Use this thread for questions/discussion of today’s lesson. Please do not use this for questions/comments about topics we haven’t covered yet - use the Lesson 5 further discussion thread for that. Also remember to watch the official updates thread.


FAQ, resources, and official course updates ✅
📝 Deep Learning Lesson 5 Notes
Fast.ai v3 2019课程中文版笔记
(Jeremy Howard (Admin)) pinned #2

(Aidan Davis) #8

What is the name of the article Jeremy is referencing?


(Francisco Ingham) #9

(Ilia) #11

Small heads-up questions probably. However, could you please clarify if this plot shows learning rate changing during a single epoch, or during the whole training process? I am expecting that it is the former.


(Charlie Harrington) #12

Can Jeremy please write out that formula he keeps saying?


#13

Jeremy is going to explain that plot later during the lesson. Please wait for him going over it :wink:


#14

parameter = parameter - learning_rate * parameter.grad


(Raj Mapu) #16

question to the folks here,I just forgot from previous lesson, what are the blue box’d activations and purple box’d activation? Why there was two boxes drawn for activation layers initially.


#17

Blue boxes are before the activation function, purple box is after the activation function.


(Charlie Harrington) #20

When we load a pre-trained model, can we explore the activation grids to see see what they might be good at recognizing? How can we generate those images?


(Kunal Seth) #21

What would we do if we have a very high number of images to classify say in the order of 100000 classes?


(YJ Park) #22

Is data.classes different from data.c?


(jyoti prakash) #23

How we initialize random weights?


#25

data.c is the length of data.classes in general.


#26

There are several articles about that.

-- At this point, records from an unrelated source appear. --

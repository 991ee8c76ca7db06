//! Rabin-Karp 字符串匹配
//!
//! 多项式哈希对 `prime` 取模，窗口右移时用滚动哈希更新：
//!
//! `new = ((old - code(out) * base^(m-1)) * base + code(in)) mod prime`
//!
//! 结果归一化为非负数。哈希相等后再逐字符核对，区分真正匹配与哈希碰撞。
//! 每个窗口的哈希值都会出现在轨迹里，所以这里的模运算必须逐位一致。

use log::debug;
use serde::{Deserialize, Serialize};

use crate::core::{Trace, TraceRecorder, VizError, VizResult};
use crate::services::algorithm::string::{split_inputs, MatchProgress};
use crate::services::algorithm::types::{MatchAction, MatchStep, RollingHashState};

/// 默认基数
pub const DEFAULT_BASE: u64 = 256;
/// 默认模数
pub const DEFAULT_PRIME: u64 = 101;

/// 哈希参数
#[derive(Debug, Clone, Copy, PartialEq, Eq, Serialize, Deserialize)]
pub struct RabinKarpParams {
    pub base: u64,
    pub prime: u64,
}

impl Default for RabinKarpParams {
    fn default() -> Self {
        Self {
            base: DEFAULT_BASE,
            prime: DEFAULT_PRIME,
        }
    }
}

impl RabinKarpParams {
    /// 校验参数：`base >= 1`，`prime >= 2`，两者都不超过 `u32::MAX`
    pub fn new(base: u64, prime: u64) -> VizResult<Self> {
        let params = Self { base, prime };
        params.validate()?;
        Ok(params)
    }

    pub fn validate(&self) -> VizResult<()> {
        if self.base == 0 {
            return Err(VizError::InvalidParameter(
                "Rabin-Karp base must be positive".to_string(),
            ));
        }
        if self.prime < 2 {
            return Err(VizError::InvalidParameter(
                "Rabin-Karp prime must be at least 2".to_string(),
            ));
        }
        if self.base > u64::from(u32::MAX) || self.prime > u64::from(u32::MAX) {
            return Err(VizError::InvalidParameter(
                "Rabin-Karp base and prime must fit in 32 bits".to_string(),
            ));
        }
        Ok(())
    }

    /// Horner 法则计算多项式哈希
    pub fn hash(&self, chars: &[char]) -> u64 {
        let base = u128::from(self.base);
        let prime = u128::from(self.prime);
        let hash = chars
            .iter()
            .fold(0u128, |acc, &c| (acc * base + char_code(c)) % prime);
        hash as u64
    }

    /// `base^(m-1) mod prime`
    pub fn leading_power(&self, pattern_len: usize) -> u64 {
        let base = u128::from(self.base);
        let prime = u128::from(self.prime);
        let mut power = 1u128;
        for _ in 1..pattern_len {
            power = (power * base) % prime;
        }
        (power % prime) as u64
    }

    /// 窗口右移一位后的哈希
    pub fn roll(&self, old_hash: u64, outgoing: char, incoming: char, power: u64) -> u64 {
        let base = i128::from(self.base);
        let prime = i128::from(self.prime);
        let removed = i128::from(old_hash) - char_code(outgoing) as i128 * i128::from(power);
        let rolled = (removed * base + char_code(incoming) as i128) % prime;
        let normalized = if rolled < 0 { rolled + prime } else { rolled };
        normalized as u64
    }
}

fn char_code(c: char) -> u128 {
    u128::from(u32::from(c))
}

/// Rabin-Karp算法结构体
pub struct RabinKarp;

struct HashTable {
    pattern_hash: u64,
    window_hash: u64,
    power: u64,
    window_hashes: Vec<u64>,
}

impl HashTable {
    fn state(&self) -> RollingHashState {
        RollingHashState {
            pattern_hash: self.pattern_hash,
            window_hash: self.window_hash,
            hash_power: self.power,
            window_hashes: self.window_hashes.clone(),
        }
    }
}

impl RabinKarp {
    /// 生成Rabin-Karp的完整轨迹；模式为空或比文本长时返回空轨迹
    ///
    /// 参数由调用方保证有效（见 [`RabinKarpParams::new`]）。
    pub fn run(text: &str, pattern: &str, params: RabinKarpParams) -> Trace<MatchStep> {
        let Some((text, pattern)) = split_inputs(text, pattern) else {
            return Trace::empty();
        };

        let n = text.len();
        let m = pattern.len();
        let mut recorder = TraceRecorder::new();
        let mut progress = MatchProgress::default();

        let first_window = params.hash(&text[..m]);
        let mut table = HashTable {
            pattern_hash: params.hash(&pattern),
            window_hash: first_window,
            power: params.leading_power(m),
            window_hashes: vec![first_window],
        };

        recorder.record(|index| MatchStep {
            window_start: Some(0),
            hash: Some(table.state()),
            ..progress.step(
                index,
                MatchAction::InitialHashes,
                format!(
                    "Pattern hash = {}, first window hash = {} (base {}, prime {}, base^(m-1) mod prime = {})",
                    table.pattern_hash, table.window_hash, params.base, params.prime, table.power
                ),
            )
        });

        for start in 0..=(n - m) {
            if start > 0 {
                let outgoing = text[start - 1];
                let incoming = text[start + m - 1];
                let old = table.window_hash;
                table.window_hash = params.roll(old, outgoing, incoming, table.power);
                table.window_hashes.push(table.window_hash);

                recorder.record(|index| MatchStep {
                    window_start: Some(start),
                    text_index: Some(start + m - 1),
                    hash: Some(table.state()),
                    ..progress.step(
                        index,
                        MatchAction::RollingHash,
                        format!(
                            "Roll hash to window {}: drop '{}', add '{}', {} -> {}",
                            start, outgoing, incoming, old, table.window_hash
                        ),
                    )
                });
            }

            if table.window_hash != table.pattern_hash {
                continue;
            }

            recorder.record(|index| MatchStep {
                window_start: Some(start),
                hash: Some(table.state()),
                ..progress.step(
                    index,
                    MatchAction::HashMatch,
                    format!(
                        "Window {} hash {} equals pattern hash; verify characters",
                        start, table.window_hash
                    ),
                )
            });

            let mut exact = true;
            for j in 0..m {
                progress.comparisons += 1;
                if text[start + j] != pattern[j] {
                    exact = false;
                    break;
                }
            }

            if exact {
                progress.matches.push(start);
            }
            recorder.record(|index| {
                let (action, description) = if exact {
                    (
                        MatchAction::ExactMatch,
                        format!("Characters agree: exact match at offset {}", start),
                    )
                } else {
                    (
                        MatchAction::HashCollision,
                        format!("Characters differ: hash collision at offset {}", start),
                    )
                };
                MatchStep {
                    window_start: Some(start),
                    is_match: exact,
                    hash: Some(table.state()),
                    ..progress.step(index, action, description)
                }
            });
        }

        recorder.record(|index| MatchStep {
            hash: Some(table.state()),
            ..progress.step(
                index,
                MatchAction::Complete,
                progress.summary("Rabin-Karp search"),
            )
        });

        debug!(
            "Rabin-Karp search (base {}, prime {}) produced {} steps, matches {:?}",
            params.base,
            params.prime,
            recorder.len(),
            progress.matches
        );
        recorder.finish()
    }

    /// 只取匹配位置
    pub fn find_all(text: &str, pattern: &str, params: RabinKarpParams) -> Vec<usize> {
        Self::run(text, pattern, params)
            .last()
            .map(|step| step.matches.clone())
            .unwrap_or_default()
    }
}

#[cfg(test)]
mod tests {
    use super::*;

    #[test]
    fn test_params_validation() {
        assert!(RabinKarpParams::new(256, 101).is_ok());
        assert!(RabinKarpParams::new(0, 101).is_err());
        assert!(RabinKarpParams::new(256, 1).is_err());
        assert!(RabinKarpParams::new(256, u64::MAX).is_err());
    }

    #[test]
    fn test_hash_matches_horner() {
        let params = RabinKarpParams::default();
        // ('A' * 256 + 'B') mod 101 = (65 * 256 + 66) mod 101
        assert_eq!(params.hash(&['A', 'B']), (65 * 256 + 66) % 101);
    }

    #[test]
    fn test_rolling_hash_equals_direct_hash() {
        let params = RabinKarpParams::new(31, 1_000_003).expect("Params should be valid in test");
        let text: Vec<char> = "rolling hashes".chars().collect();
        let m = 4;
        let power = params.leading_power(m);
        let mut hash = params.hash(&text[..m]);
        for start in 1..=(text.len() - m) {
            hash = params.roll(hash, text[start - 1], text[start + m - 1], power);
            assert_eq!(hash, params.hash(&text[start..start + m]));
        }
    }

    #[test]
    fn test_finds_matches() {
        let params = RabinKarpParams::default();
        assert_eq!(RabinKarp::find_all("ABABCABABA", "ABABA", params), vec![5]);
        assert_eq!(RabinKarp::find_all("AAAA", "AA", params), vec![0, 1, 2]);
    }

    #[test]
    fn test_one_rolling_step_per_shift() {
        let trace = RabinKarp::run("ABCDEF", "CD", RabinKarpParams::default());
        let rolls = trace
            .iter()
            .filter(|s| s.action == MatchAction::RollingHash)
            .count();
        assert_eq!(rolls, 4);

        let last = trace.last().expect("Trace should not be empty in test");
        let table = last.hash.as_ref().expect("Hash state should exist in test");
        assert_eq!(table.window_hashes.len(), 5);
    }

    #[test]
    fn test_hash_collision_is_reported() {
        // 模数为 2 时，'A'(65) 与 'C'(67) 哈希相同
        let params = RabinKarpParams::new(256, 2).expect("Params should be valid in test");
        let trace = RabinKarp::run("C", "A", params);
        let actions: Vec<MatchAction> = trace.iter().map(|s| s.action).collect();
        assert_eq!(
            actions,
            vec![
                MatchAction::InitialHashes,
                MatchAction::HashMatch,
                MatchAction::HashCollision,
                MatchAction::Complete,
            ]
        );
        assert!(trace.last().map(|s| s.matches.is_empty()).unwrap_or(false));
    }

    #[test]
    fn test_unsatisfiable_inputs_give_empty_trace() {
        let params = RabinKarpParams::default();
        assert!(RabinKarp::run("AB", "ABC", params).is_empty());
        assert!(RabinKarp::run("AB", "", params).is_empty());
    }
}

The basic initialization is to use a normal distribution with a standard deviation depending on the number of input channels.


(Cedric Chee) #27

Discriminative layer training: https://docs.fast.ai/basic_train.html#Discriminative-layer-training


(Sasha) #28

So when we first use transfer learning and train - we are only training the random layers we placed on top of the model, or are we also training top few layers of the resnet?


#29

No, only the new layers initialized randomly. As long as you haven’t typed learn.unfreeze().


#30

Maybe a dumb question but why divided by 3?